Mixed Messages on Mixed Incomes
Volume 15 Number 2
Editors
Mark D. Shroder
Michelle P. Matuga
Mobility Decisions of Very Low-Income Households
Kimberly Skobba
University of Georgia
Edward G. Goetz
University of Minnesota
Policies that support mixed-income housing and neighborhoods are based on the assumption that most lower income families would both choose and benefit from moving to opportunity neighborhoods. Opponents of housing dispersal policies have challenged this assumption as unrealistic, oversimplistic, or incorrect. Both sides of this debate, however, share a fundamental assumption about the mobility of very low-income households that may be problematic. Each perspective assumes a degree of agency on the part of very low-income households in which housing outcomes are the result of considered choices among a set of alternatives. In this article, we examine the role of neighborhood environment in the mobility decisions of a group of very low-income families.
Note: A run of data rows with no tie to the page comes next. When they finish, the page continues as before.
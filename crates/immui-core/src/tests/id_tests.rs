use super::*;

#[test]
fn same_stack_and_leaf_give_same_id() {
    let mut stack = IdStack::default();
    stack.push("window");
    let a = stack.id_for("ok");
    let b = stack.id_for("ok");
    assert_eq!(a, b);
    assert!(!a.is_empty());
}

#[test]
fn scope_changes_identity() {
    let mut stack = IdStack::default();
    let outer = stack.id_for("item");
    stack.push(3usize);
    let inner = stack.id_for("item");
    assert_ne!(outer, inner);
    stack.pop().unwrap();
    assert_eq!(stack.id_for("item"), outer);
}

#[test]
fn token_kinds_do_not_alias() {
    let text = WidgetId::global("7");
    let number = WidgetId::global(7u64);
    assert_ne!(text, number);
}

#[test]
fn location_tokens_distinguish_columns() {
    let a = WidgetId::global(location_key("lib.rs", 10, 5));
    let b = WidgetId::global(location_key("lib.rs", 10, 9));
    assert_ne!(a, b);
    assert_eq!(a, WidgetId::global(location_key("lib.rs", 10, 5)));
}

#[test]
fn caller_token_is_stable_in_a_loop() {
    let ids: Vec<WidgetId> = (0..3).map(|_| WidgetId::global(IdSource::caller())).collect();
    assert_eq!(ids[0], ids[1]);
    assert_eq!(ids[1], ids[2]);
}

#[test]
fn pop_on_empty_stack_is_an_error() {
    let mut stack = IdStack::default();
    assert!(matches!(
        stack.pop(),
        Err(UiError::EmptyStack {
            stack: StackKind::Id
        })
    ));
}

#[test]
fn nested_scopes_chain_from_the_parent() {
    let mut stack = IdStack::default();
    let first = stack.push("a");
    let second = stack.push("b");
    assert_eq!(second, first.child("b"));
    assert_eq!(stack.len(), 2);
}
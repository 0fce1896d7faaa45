//! The generic widget primitive and the editing state widgets share.

use immui_graphics::{Point, Rect};

use crate::context::Context;
use crate::error::UiError;
use crate::id::WidgetId;
use crate::options::WidgetOptions;

impl Context {
    /// Declares one widget in the next layout cell.
    ///
    /// `handle` runs after hover and focus are reconciled and receives the
    /// cell plus whether the widget just lost focus; `draw` then records
    /// its appearance. Both see the context in the state the widget left it.
    pub fn widget<R>(
        &mut self,
        id: WidgetId,
        opt: WidgetOptions,
        handle: impl FnOnce(&mut Context, Rect, bool) -> Result<R, UiError>,
        draw: impl FnOnce(&mut Context, Rect) -> Result<(), UiError>,
    ) -> Result<R, UiError> {
        let bounds = self.next_rect()?;
        let was_focused = self.reconcile(id, bounds, opt)?;
        let result = handle(self, bounds, was_focused)?;
        draw(self, bounds)?;
        self.last_id = id;
        Ok(result)
    }

    /// Runs one frame of text editing for the focused widget `id`,
    /// mirroring the collaborator's text into `buf`. Returns whether the
    /// collaborator consumed the frame's input.
    pub fn edit_text(
        &mut self,
        id: WidgetId,
        buf: &mut String,
        caret: Point,
    ) -> Result<bool, UiError> {
        self.live_text_fields.insert(id);
        let field = self.text_input.field(id);
        field.focus();
        let handled = field.handle_input(&self.input, caret)?;
        if buf.as_str() != field.text() {
            buf.clear();
            buf.push_str(field.text());
        }
        Ok(handled)
    }

    /// Pushes `text` into the collaborator's field for `id` when they
    /// differ, with the caret at the end.
    pub fn sync_text(&mut self, id: WidgetId, text: &str) {
        self.live_text_fields.insert(id);
        let field = self.text_input.field(id);
        if field.text() != text {
            field.set_text_and_selection(text, text.len(), text.len());
        }
    }

    /// Replaces the text of the field bound to `id`, caret at the start.
    pub fn set_text_field_value(&mut self, id: WidgetId, text: &str) {
        self.text_input.field(id).set_text_and_selection(text, 0, 0);
    }

    /// Switches `id` into numeric text entry, starting from `text`.
    pub fn begin_number_edit(&mut self, id: WidgetId, text: String) {
        self.number_edit = Some((id, text));
    }

    pub fn is_number_editing(&self, id: WidgetId) -> bool {
        matches!(&self.number_edit, Some((editing, _)) if *editing == id)
    }

    /// Removes the numeric edit buffer of `id`, if `id` is being edited.
    /// Put it back with [`Context::begin_number_edit`] to keep editing.
    pub fn take_number_edit(&mut self, id: WidgetId) -> Option<String> {
        if !self.is_number_editing(id) {
            return None;
        }
        self.number_edit.take().map(|(_, text)| text)
    }
}

#[cfg(test)]
#[path = "tests/widget_tests.rs"]
mod tests;
use std::convert::Infallible;

use immui_core::{DrawCallback, Icon};
use immui_graphics::{Color, Point, Rect, Size};

use crate::Renderer;

/// An operation received by a [`RecordingRenderer`].
#[derive(Clone, Debug, PartialEq)]
pub enum RenderOp {
    Clip(Rect),
    Fill { rect: Rect, color: Color },
    Text {
        text: String,
        position: Point,
        color: Color,
    },
    Icon { icon: Icon, rect: Rect, color: Color },
    Custom { rect: Rect },
}

/// A renderer that only records what it is asked to draw.
///
/// Custom callbacks are invoked with the renderer's op list
/// (`Vec<RenderOp>`) as their surface.
#[derive(Clone, Debug, PartialEq)]
pub struct RecordingRenderer {
    viewport: Size,
    clip: Rect,
    operations: Vec<RenderOp>,
}

impl RecordingRenderer {
    pub fn new(viewport: Size) -> Self {
        Self {
            viewport,
            clip: Rect::UNCLIPPED,
            operations: Vec::new(),
        }
    }

    pub fn set_viewport(&mut self, viewport: Size) {
        self.viewport = viewport;
    }

    /// Recorded operations in submission order.
    pub fn operations(&self) -> &[RenderOp] {
        &self.operations
    }

    /// Takes the recorded operations, leaving the renderer empty.
    pub fn take_operations(&mut self) -> Vec<RenderOp> {
        self.clip = Rect::UNCLIPPED;
        std::mem::take(&mut self.operations)
    }

    /// The clip rectangle in effect after the last operation.
    pub fn clip(&self) -> Rect {
        self.clip
    }

    /// Recorded text runs in submission order.
    pub fn texts(&self) -> impl Iterator<Item = &str> {
        self.operations.iter().filter_map(|op| match op {
            RenderOp::Text { text, .. } => Some(text.as_str()),
            _ => None,
        })
    }
}

impl Default for RecordingRenderer {
    fn default() -> Self {
        Self::new(Size::new(800, 600))
    }
}

impl Renderer for RecordingRenderer {
    type Error = Infallible;

    fn viewport(&self) -> Size {
        self.viewport
    }

    fn set_clip(&mut self, rect: Rect) -> Result<(), Self::Error> {
        self.clip = rect;
        self.operations.push(RenderOp::Clip(rect));
        Ok(())
    }

    fn fill_rect(&mut self, rect: Rect, color: Color) -> Result<(), Self::Error> {
        self.operations.push(RenderOp::Fill { rect, color });
        Ok(())
    }

    fn draw_text(&mut self, text: &str, position: Point, color: Color) -> Result<(), Self::Error> {
        self.operations.push(RenderOp::Text {
            text: text.to_owned(),
            position,
            color,
        });
        Ok(())
    }

    fn draw_icon(&mut self, icon: Icon, rect: Rect, color: Color) -> Result<(), Self::Error> {
        self.operations.push(RenderOp::Icon { icon, rect, color });
        Ok(())
    }

    fn draw_custom(&mut self, rect: Rect, callback: &DrawCallback) -> Result<(), Self::Error> {
        self.operations.push(RenderOp::Custom { rect });
        callback.call(&mut self.operations);
        Ok(())
    }
}
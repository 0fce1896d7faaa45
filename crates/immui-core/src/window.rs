//! Containers: windows, popups, panels and their scrollbars.

use immui_graphics::{Point, Rect, Size};

use crate::command::Icon;
use crate::container::ContainerLayout;
use crate::context::Context;
use crate::error::{StackKind, UiError};
use crate::id::WidgetId;
use crate::options::WidgetOptions;
use crate::style::ColorRole;

const MIN_WINDOW_WIDTH: i32 = 96;
const MIN_WINDOW_HEIGHT: i32 = 64;

#[derive(Clone, Copy, PartialEq, Eq)]
enum ScrollAxis {
    Vertical,
    Horizontal,
}
//! Color definitions.

/// Non-premultiplied 8-bit RGBA color.
#[derive(Clone, Copy, Debug, Default, PartialEq, Eq, Hash)]
pub struct Color {
    pub r: u8,
    pub g: u8,
    pub b: u8,
    pub a: u8,
}

impl Color {
    pub const TRANSPARENT: Color = Color::rgba(0, 0, 0, 0);
    pub const WHITE: Color = Color::rgb(255, 255, 255);
    pub const BLACK: Color = Color::rgb(0, 0, 0);

    pub const fn rgba(r: u8, g: u8, b: u8, a: u8) -> Self {
        Self { r, g, b, a }
    }

    pub const fn rgb(r: u8, g: u8, b: u8) -> Self {
        Self::rgba(r, g, b, 255)
    }

    pub fn is_transparent(&self) -> bool {
        self.a == 0
    }
}
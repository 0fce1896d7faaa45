//! Retained container state and the registry that owns it.

use immui_graphics::{Point, Rect, Size};

use crate::collections::{WidgetIndexMap, WidgetSet};
use crate::command::Command;
use crate::id::WidgetId;

/// Geometry of a container as seen by client code.
#[derive(Clone, Copy, Debug, Default, PartialEq, Eq)]
pub struct ContainerLayout {
    /// Outer bounds, including title bar and frame.
    pub bounds: Rect,
    /// Area left for content once the title bar and scrollbars are removed.
    pub body_bounds: Rect,
    /// Extent of the content laid out last frame. May exceed the body, in
    /// which case the container scrolls.
    pub content_size: Size,
    pub scroll_offset: Point,
}

#[derive(Debug)]
pub struct Container {
    id: WidgetId,
    pub(crate) layout: ContainerLayout,
    pub(crate) z_index: u64,
    pub(crate) open: bool,
    pub(crate) collapsed: bool,
    pub(crate) used: bool,
    /// Nearest enclosing root for panels, `None` for windows and popups.
    pub(crate) parent: Option<WidgetId>,
    toggled: WidgetSet,
    pub(crate) commands: Vec<Command>,
}

impl Container {
    fn new(id: WidgetId) -> Self {
        Self {
            id,
            layout: ContainerLayout::default(),
            z_index: 0,
            open: true,
            collapsed: false,
            used: true,
            parent: None,
            toggled: WidgetSet::default(),
            commands: Vec::new(),
        }
    }

    pub fn id(&self) -> WidgetId {
        self.id
    }

    pub fn layout(&self) -> &ContainerLayout {
        &self.layout
    }

    pub fn z_index(&self) -> u64 {
        self.z_index
    }

    pub fn is_open(&self) -> bool {
        self.open
    }

    pub fn is_collapsed(&self) -> bool {
        self.collapsed
    }

    pub fn is_root(&self) -> bool {
        self.parent.is_none()
    }

    pub fn parent(&self) -> Option<WidgetId> {
        self.parent
    }

    pub fn commands(&self) -> &[Command] {
        &self.commands
    }

    pub fn is_toggled(&self, id: WidgetId) -> bool {
        self.toggled.contains(&id)
    }

    pub fn toggle(&mut self, id: WidgetId) {
        if !self.toggled.remove(&id) {
            self.toggled.insert(id);
        }
    }
}

/// Owns every container, keyed by identity.
///
/// Containers are created on first reference and evicted at the end of any
/// frame in which nothing referenced them.
#[derive(Debug, Default)]
pub struct ContainerRegistry {
    containers: WidgetIndexMap<Container>,
    roots: Vec<WidgetId>,
    last_z: u64,
}

impl ContainerRegistry {
    pub fn new() -> Self {
        Self::default()
    }

    /// Returns the container for `id`, marking it used. Creates it with a
    /// fresh z-index when missing, unless `create` is false.
    pub fn get_or_create(&mut self, id: WidgetId, create: bool) -> Option<&mut Container> {
        if !self.containers.contains_key(&id) {
            if !create {
                return None;
            }
            self.last_z += 1;
            let mut container = Container::new(id);
            container.z_index = self.last_z;
            log::debug!("container {id} created at z {}", self.last_z);
            self.containers.insert(id, container);
        }
        let container = self.containers.get_mut(&id)?;
        container.used = true;
        Some(container)
    }

    pub fn get(&self, id: WidgetId) -> Option<&Container> {
        self.containers.get(&id)
    }

    pub(crate) fn get_mut(&mut self, id: WidgetId) -> Option<&mut Container> {
        self.containers.get_mut(&id)
    }

    pub fn contains(&self, id: WidgetId) -> bool {
        self.containers.contains_key(&id)
    }

    pub fn len(&self) -> usize {
        self.containers.len()
    }

    pub fn is_empty(&self) -> bool {
        self.containers.is_empty()
    }

    pub fn bring_to_front(&mut self, id: WidgetId) {
        if let Some(container) = self.containers.get_mut(&id) {
            self.last_z += 1;
            container.z_index = self.last_z;
            log::debug!("container {id} brought to front at z {}", self.last_z);
        }
    }

    /// Returns true if no other root sits above `id`.
    pub fn is_topmost(&self, id: WidgetId) -> bool {
        match self.containers.get(&id) {
            Some(container) => self
                .containers
                .values()
                .filter(|other| other.is_root() && other.id != id)
                .all(|other| other.z_index < container.z_index),
            None => false,
        }
    }

    pub fn z_index(&self, id: WidgetId) -> Option<u64> {
        self.containers.get(&id).map(|container| container.z_index)
    }

    /// Removes every container not referenced since the last call and
    /// clears the used marks for the next frame.
    pub fn evict_unused(&mut self) -> usize {
        let before = self.containers.len();
        self.containers.retain(|id, container| {
            if !container.used {
                log::debug!("container {id} evicted");
            }
            container.used
        });
        self.clear_used();
        before - self.containers.len()
    }

    pub(crate) fn clear_used(&mut self) {
        for container in self.containers.values_mut() {
            container.used = false;
        }
    }

    pub(crate) fn clear_commands(&mut self) {
        for container in self.containers.values_mut() {
            container.commands.clear();
        }
    }

    /// Recomputes the root order: ascending z, creation order among equals.
    pub fn sort_roots(&mut self) {
        self.roots.clear();
        self.roots.extend(
            self.containers
                .values()
                .filter(|container| container.is_root())
                .map(|container| container.id),
        );
        let containers = &self.containers;
        self.roots
            .sort_by_key(|id| containers.get(id).map_or(0, |container| container.z_index));
    }

    /// Root containers in the order computed by the last [`Self::sort_roots`].
    pub fn roots(&self) -> impl Iterator<Item = &Container> + '_ {
        self.roots.iter().filter_map(|id| self.containers.get(id))
    }

    /// Every recorded command, back to front.
    pub fn commands(&self) -> impl Iterator<Item = &Command> + '_ {
        self.roots().flat_map(|container| container.commands.iter())
    }
}

#[cfg(test)]
#[path = "tests/container_tests.rs"]
mod tests;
We find that the assumption of choice among alternatives does not hold widely for the very low-income families in our study. Relationships, rather than neighborhoods, appear to be the driving factor in residential mobility and decisionmaking. As a result, neighborhood environment often plays a marginal role in the families' assessment of their own housing and in their mobility decisions. We discuss the implications of housing policies that, although seeking to improve the conditions for very low-income families, disrupt vital social support systems that help families meet basic needs.